La virgen roja es una invitación a pensar alrededor de la maternidad como espacio de dominación, e incluso, de despotismo
De este modo, lo que a priori podría entenderse como una oda a una figura histórica relevante para el feminismo en el Estado español y un resarcimiento respecto a sus contribuciones sobre temas como el sufragio femenino, la libertad sexual, los derechos reproductivos, el acceso a la educación o la participación política de las mujeres, se convierte no solo en un sugerente ejercicio cinematográfico de herstory o de recuperación de genealogías feministas con tintes de thriller psicológico, sino en una invitación a pensar (y pensarnos) alrededor de la maternidad como espacio de dominación, e incluso, de despotismo, y sobre las dinámicas de control y punitivismo que podemos llegar a perpetuar desde los feminismos cuando distorsionamos su afán de apertura y soberanía.
Con la colaboración de algunos personajes secundarios excepcionales entre los que destacan Aixa Villagrán en el papel de Macarena; Pepe Viyuela como Guzmán, el editor de Hildegart; y Patrick Criado como Abel Vilella, el amor de juventud que dinamitaría la relación entre madre e hija; la última película de Paula Ortiz escapa, una vez más, de las narrativas dominantes que tradicionalmente han girado en torno a figuras masculinas para construir un relato que podríamos llegar a definir como aterrador y violento, pero construido con finura, contradicciones y matices. Un relato que nos habla de las resistencias en un contexto de ebullición de ideas progresistas que no llegaron a cuajar -a los hechos me remito- y de cómo las “prisiones” (físicas y mentales) se refuerzan cuando a lo largo de la historia las mujeres han intentado subvertir las normas y las expectativas que limitaban sus vidas y sus cuerpos, tanto en la esfera pública como en la privada.
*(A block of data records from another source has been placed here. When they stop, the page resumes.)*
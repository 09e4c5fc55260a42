pub mod api;
pub mod auth;
pub mod cleanup;
pub mod cli;
pub mod db;
pub mod jwt;
pub mod rate_limit;

use api::{RefreshCheck, create_api_router};
use axum::Router;
use db::Database;
use jwt::{TokenConfig, TokenError, TokenProvider};
use rate_limit::RateLimitConfig;
use std::net::SocketAddr;
use std::sync::Arc;
use tokio::net::TcpListener;

pub struct ServerConfig {
    /// Database connection (cloneable, uses connection pool internally)
    pub db: Database,
    /// JWT secret for signing tokens
    pub jwt_secret: Vec<u8>,
    /// Access and refresh token lifetimes
    pub token_config: TokenConfig,
    /// Whether refresh requires a live registry entry
    pub refresh_check: RefreshCheck,
    /// Read client IPs from X-Forwarded-For (requires running behind a proxy)
    pub trust_forwarded_for: bool,
    /// Refresh requests allowed per minute per client IP
    pub refresh_rate_per_minute: u32,
}

/// Create the application router with the given configuration.
///
/// Fails when the secret is too short or a token lifetime is zero.
pub fn create_app(config: &ServerConfig) -> Result<Router, TokenError> {
    let tokens = Arc::new(TokenProvider::with_config(
        &config.jwt_secret,
        config.token_config,
    )?);

    let rate_limit_config = Arc::new(RateLimitConfig::new(
        config.refresh_rate_per_minute,
        config.trust_forwarded_for,
    ));

    let api_router = create_api_router(
        config.db.clone(),
        tokens,
        config.refresh_check,
        rate_limit_config,
    );

    Ok(Router::new().nest("/api", api_router))
}

/// Run cleanup tasks and spawn background scheduler.
/// Call this before starting the server.
pub async fn init_cleanup(db: &Database) {
    cleanup::run_cleanup(db).await;
    cleanup::spawn_cleanup_scheduler(db.clone());
}

/// Run the server on the given listener. This function blocks until the server exits.
/// Call `init_cleanup` before this to run cleanup on startup.
pub async fn run_server(config: ServerConfig, listener: TcpListener) -> Result<(), std::io::Error> {
    let app = create_app(&config).map_err(std::io::Error::other)?;
    let make_service = app.into_make_service_with_connect_info::<SocketAddr>();
    axum::serve(listener, make_service).await
}

/// Start the server on the given port in a background task. Use port 0 to let the OS choose a random port.
/// Returns the actual address the server is listening on.
/// Note: For production use, prefer `run_server` directly in main.
pub async fn start_server(
    config: ServerConfig,
    port: u16,
) -> Result<(tokio::task::JoinHandle<()>, SocketAddr), std::io::Error> {
    // Run cleanup tasks on startup
    init_cleanup(&config.db).await;

    let addr = format!("127.0.0.1:{}", port);
    let listener = TcpListener::bind(&addr).await?;
    let local_addr = listener.local_addr()?;

    let handle = tokio::spawn(async move {
        if let Err(e) = run_server(config, listener).await {
            tracing::error!(error = %e, "Server error");
        }
    });

    Ok((handle, local_addr))
}
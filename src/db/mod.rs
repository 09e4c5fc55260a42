mod token;
mod user;

use sqlx::sqlite::{SqlitePool, SqlitePoolOptions};

pub use token::{RefreshEntry, RefreshTokenStore};
pub(crate) use token::to_db_timestamp;
pub use user::{User, UserRole, UserStore};

#[derive(Clone)]
pub struct Database {
    pool: SqlitePool,
}

impl Database {
    /// Open or create a database at the given path.
    /// Use ":memory:" for an in-memory database.
    pub async fn open(path: &str) -> Result<Self, sqlx::Error> {
        let url = if path == ":memory:" {
            "sqlite::memory:".to_string()
        } else {
            format!("sqlite:{}?mode=rwc", path)
        };

        let pool = SqlitePoolOptions::new()
            .max_connections(5)
            .connect(&url)
            .await?;

        let db = Self { pool };
        db.migrate().await?;
        Ok(db)
    }

    /// Get the current schema version.
    async fn get_version(&self) -> Result<i32, sqlx::Error> {
        let result: Option<(i32,)> = sqlx::query_as("SELECT version FROM schema_version LIMIT 1")
            .fetch_optional(&self.pool)
            .await?;
        Ok(result.map(|r| r.0).unwrap_or(0))
    }

    /// Set the schema version within a transaction.
    async fn set_version(
        tx: &mut sqlx::Transaction<'_, sqlx::Sqlite>,
        version: i32,
    ) -> Result<(), sqlx::Error> {
        sqlx::query("DELETE FROM schema_version")
            .execute(&mut **tx)
            .await?;
        sqlx::query("INSERT INTO schema_version (version) VALUES (?)")
            .bind(version)
            .execute(&mut **tx)
            .await?;
        Ok(())
    }

    /// Run database migrations.
    async fn migrate(&self) -> Result<(), sqlx::Error> {
        sqlx::query("CREATE TABLE IF NOT EXISTS schema_version (version INTEGER NOT NULL)")
            .execute(&self.pool)
            .await?;

        let version = self.get_version().await?;

        if version < 1 {
            self.migrate_v1().await?;
        }

        Ok(())
    }

    /// Execute a list of queries in a transaction, then set the version.
    async fn run_migration(
        &self,
        version: i32,
        queries: &[&'static str],
    ) -> Result<(), sqlx::Error> {
        let mut tx = self.pool.begin().await?;
        for query in queries {
            sqlx::query(*query).execute(&mut *tx).await?;
        }
        Self::set_version(&mut tx, version).await?;
        tx.commit().await?;
        Ok(())
    }

    async fn migrate_v1(&self) -> Result<(), sqlx::Error> {
        self.run_migration(
            1,
            &[
                // Users table
                "CREATE TABLE users (
                    id INTEGER PRIMARY KEY AUTOINCREMENT,
                    email TEXT UNIQUE NOT NULL COLLATE NOCASE,
                    display_name TEXT NOT NULL,
                    role TEXT NOT NULL DEFAULT 'user',
                    created_at TEXT NOT NULL DEFAULT (datetime('now'))
                )",
                "CREATE INDEX idx_users_email ON users(email)",
                // Refresh registry: token -> owning email, with expiry in Unix seconds
                "CREATE TABLE refresh_tokens (
                    token TEXT PRIMARY KEY NOT NULL,
                    email TEXT NOT NULL,
                    expires_at INTEGER NOT NULL,
                    created_at TEXT NOT NULL DEFAULT (datetime('now'))
                )",
                "CREATE INDEX idx_refresh_tokens_email ON refresh_tokens(email)",
                "CREATE INDEX idx_refresh_tokens_expires_at ON refresh_tokens(expires_at)",
            ],
        )
        .await
    }

    /// Get the user store.
    pub fn users(&self) -> UserStore {
        UserStore::new(self.pool.clone())
    }

    /// Get the refresh registry store.
    pub fn refresh_tokens(&self) -> RefreshTokenStore {
        RefreshTokenStore::new(self.pool.clone())
    }

    /// Close every pooled connection. Later queries fail with `PoolClosed`.
    pub async fn close(&self) {
        self.pool.close().await;
    }
}
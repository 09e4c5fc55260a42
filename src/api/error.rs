//! Shared error handling for API endpoints.

use axum::{
    http::StatusCode,
    response::{IntoResponse, Response},
};
use tracing::error;

use crate::auth::write_failure;

/// Extension trait for concise error mapping on Results.
pub trait ResultExt<T> {
    fn db_err(self, msg: &str) -> Result<T, ApiError>;
}

impl<T, E: std::fmt::Display> ResultExt<T> for Result<T, E> {
    fn db_err(self, msg: &str) -> Result<T, ApiError> {
        self.map_err(|e| ApiError::db_error(msg, e))
    }
}

/// API error type with automatic response conversion.
#[derive(Debug)]
pub struct ApiError {
    status: StatusCode,
    code: &'static str,
    message: String,
}

impl ApiError {
    fn new(status: StatusCode, code: &'static str, message: impl Into<String>) -> Self {
        Self {
            status,
            code,
            message: message.into(),
        }
    }

    pub fn bad_request(msg: impl Into<String>) -> Self {
        Self::new(StatusCode::BAD_REQUEST, "BAD_REQUEST", msg)
    }

    pub fn forbidden(msg: impl Into<String>) -> Self {
        Self::new(StatusCode::FORBIDDEN, "FORBIDDEN", msg)
    }

    pub fn not_found(msg: impl Into<String>) -> Self {
        Self::new(StatusCode::NOT_FOUND, "NOT_FOUND", msg)
    }

    pub fn unauthorized(code: &'static str, msg: impl Into<String>) -> Self {
        Self::new(StatusCode::UNAUTHORIZED, code, msg)
    }

    pub fn internal(msg: impl Into<String>) -> Self {
        Self::new(StatusCode::INTERNAL_SERVER_ERROR, "INTERNAL", msg)
    }

    pub fn db_error(context: &str, e: impl std::fmt::Display) -> Self {
        error!("{}: {}", context, e);
        Self::internal("Database error")
    }

    pub fn status(&self) -> StatusCode {
        self.status
    }

    pub fn code(&self) -> &'static str {
        self.code
    }
}

impl IntoResponse for ApiError {
    fn into_response(self) -> Response {
        write_failure(&self.message, self.code, self.status)
    }
}

#[cfg(test)]
mod tests {
    use super::*;

    #[test]
    fn test_db_err_maps_to_internal() {
        let result: Result<(), &str> = Err("disk I/O error");
        let err = result.db_err("Failed to load").unwrap_err();

        assert_eq!(err.status(), StatusCode::INTERNAL_SERVER_ERROR);
        assert_eq!(err.code(), "INTERNAL");
    }

    #[test]
    fn test_unauthorized_keeps_code() {
        let err = ApiError::unauthorized("INVALID_REFRESH_TOKEN", "Invalid refresh token");
        assert_eq!(err.status(), StatusCode::UNAUTHORIZED);
        assert_eq!(err.code(), "INVALID_REFRESH_TOKEN");
    }
}
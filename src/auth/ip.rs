//! Client IP extraction utilities.

use std::net::SocketAddr;

use axum::{extract::ConnectInfo, http::request::Parts};

/// Trait for types that provide access to HTTP headers and extensions.
/// Implemented for both `Parts` and `Request` to allow flexible IP extraction.
pub trait HasHeadersAndExtensions {
    fn headers(&self) -> &axum::http::HeaderMap;
    fn extensions(&self) -> &axum::http::Extensions;
}

impl HasHeadersAndExtensions for Parts {
    fn headers(&self) -> &axum::http::HeaderMap {
        &self.headers
    }
    fn extensions(&self) -> &axum::http::Extensions {
        &self.extensions
    }
}

impl<B> HasHeadersAndExtensions for axum::extract::Request<B> {
    fn headers(&self) -> &axum::http::HeaderMap {
        axum::extract::Request::headers(self)
    }
    fn extensions(&self) -> &axum::http::Extensions {
        axum::extract::Request::extensions(self)
    }
}

/// Extract the client IP address.
///
/// With `trust_forwarded_for`, the first `X-Forwarded-For` entry is required
/// (no fallback to the socket address). Otherwise the `ConnectInfo` peer
/// address is used.
pub fn extract_client_ip<T: HasHeadersAndExtensions>(
    source: &T,
    trust_forwarded_for: bool,
) -> Result<String, &'static str> {
    if trust_forwarded_for {
        let value = source
            .headers()
            .get("x-forwarded-for")
            .ok_or("IP header not present")?
            .to_str()
            .map_err(|_| "IP header contains invalid characters")?;
        let first = value.split(',').next().unwrap_or("").trim();
        if first.is_empty() {
            return Err("IP header is empty");
        }
        return Ok(first.to_string());
    }

    source
        .extensions()
        .get::<ConnectInfo<SocketAddr>>()
        .map(|ci| ci.0.ip().to_string())
        .ok_or("No client IP available")
}
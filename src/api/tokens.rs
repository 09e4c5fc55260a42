//! Token management API endpoints.
//!
//! - POST `/refresh` - Exchange the refresh cookie for a new access token
//! - POST `/logout` - Drop the refresh registry entry and clear the cookie
//! - GET `/verify` - Check that the current access token is still accepted

use axum::{
    Json, Router,
    extract::State,
    http::{HeaderMap, StatusCode, header::SET_COOKIE},
    middleware,
    response::IntoResponse,
    routing::{get, post},
};
use serde::Serialize;
use std::sync::Arc;
use tracing::{debug, error, warn};

use super::error::{ApiError, ResultExt};
use crate::auth::{Auth, IssuedSession, clear_refresh_cookie, get_refresh_token};
use crate::db::Database;
use crate::jwt::{RefreshRegistry, TokenError, TokenProvider};
use crate::rate_limit::{RateLimitConfig, rate_limit_refresh};

/// How a presented refresh token is judged valid.
#[derive(Debug, Clone, Copy, Default, PartialEq, Eq)]
pub enum RefreshCheck {
    /// Signature, expiry and type only
    #[default]
    Signature,
    /// Additionally require a live refresh registry entry owned by the token's subject
    Registry,
}

#[derive(Clone)]
pub struct TokensState {
    pub db: Database,
    pub tokens: Arc<TokenProvider>,
    pub refresh_check: RefreshCheck,
    pub rate_limit_config: Arc<RateLimitConfig>,
}

/// Routes reachable without an access token.
///
/// Renewal has to work exactly when the access token has expired, so these
/// routes sit outside the authenticator.
pub fn public_router(state: TokensState) -> Router {
    let refresh_router = Router::new()
        .route("/refresh", post(refresh_token))
        .with_state(state.clone())
        .layer(middleware::from_fn_with_state(
            state.rate_limit_config.clone(),
            rate_limit_refresh,
        ));

    let logout_router = Router::new()
        .route("/logout", post(logout))
        .with_state(state);

    Router::new().merge(refresh_router).merge(logout_router)
}

/// Routes behind the authenticator, mounted with their full `/tokens` prefix.
pub fn protected_router() -> Router {
    Router::new().route("/tokens/verify", get(verify_token))
}

#[derive(Serialize)]
struct VerifyResponse {
    valid: bool,
    email: String,
}

/// Verify that the current access token is still valid.
/// Returns 200 if valid, 401 if not.
async fn verify_token(Auth(identity): Auth) -> impl IntoResponse {
    Json(VerifyResponse {
        valid: true,
        email: identity.email,
    })
}

fn invalid_refresh() -> ApiError {
    ApiError::unauthorized("INVALID_REFRESH_TOKEN", "Invalid refresh token")
}

/// Issue a new access token for a valid refresh cookie.
///
/// The user record is reloaded so the new token carries the current role and
/// display name. The refresh token itself is not rotated.
async fn refresh_token(
    State(state): State<TokensState>,
    headers: HeaderMap,
) -> Result<IssuedSession, ApiError> {
    let token = get_refresh_token(&headers).ok_or_else(invalid_refresh)?;

    let claims = state.tokens.verify_refresh_token(&token).map_err(|e| {
        debug!(error = %e, "Refresh token rejected");
        match e {
            TokenError::Expired => {
                ApiError::unauthorized("EXPIRED_REFRESH_TOKEN", "Refresh token has expired")
            }
            _ => invalid_refresh(),
        }
    })?;

    if state.refresh_check == RefreshCheck::Registry {
        let owner = state
            .db
            .lookup(&token)
            .await
            .db_err("Failed to check refresh registry")?;
        if owner.as_deref() != Some(claims.email.as_str()) {
            debug!(email = %claims.email, "Refresh token not in registry");
            return Err(invalid_refresh());
        }
    }

    let user = state
        .db
        .users()
        .get_by_email(&claims.email)
        .await
        .db_err("Failed to get user")?
        .ok_or_else(|| {
            warn!(email = %claims.email, "Refresh token for unknown user");
            invalid_refresh()
        })?;

    let access = state
        .tokens
        .create_access_token(&user.email, user.role, &user.display_name)
        .map_err(|e| {
            error!("Failed to generate access token: {}", e);
            ApiError::internal("Failed to generate token")
        })?;

    Ok(IssuedSession {
        access,
        refresh: None,
    })
}

/// Logout - drop the refresh registry entry and clear the cookie.
async fn logout(State(state): State<TokensState>, headers: HeaderMap) -> impl IntoResponse {
    if let Some(token) = get_refresh_token(&headers) {
        match state.db.remove(&token).await {
            Ok(removed) => debug!(removed, "Refresh token dropped on logout"),
            Err(e) => warn!("Failed to remove refresh token: {}", e),
        }
    }

    (
        StatusCode::OK,
        [(SET_COOKIE, clear_refresh_cookie())],
        Json(serde_json::json!({ "success": true })),
    )
}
Con estos hilos, Paula Ortiz, Eduard Sola y Clara Roquet, tejen una intrigante historia biográfica sobre una figura histórica olvidada, mientras plantean preguntas ineludibles de amplio alcance sobre las formas en que las luchas feministas han sido contadas, representadas, transmitidas y, en ocasiones, traicionadas, incluso por sus propias artífices.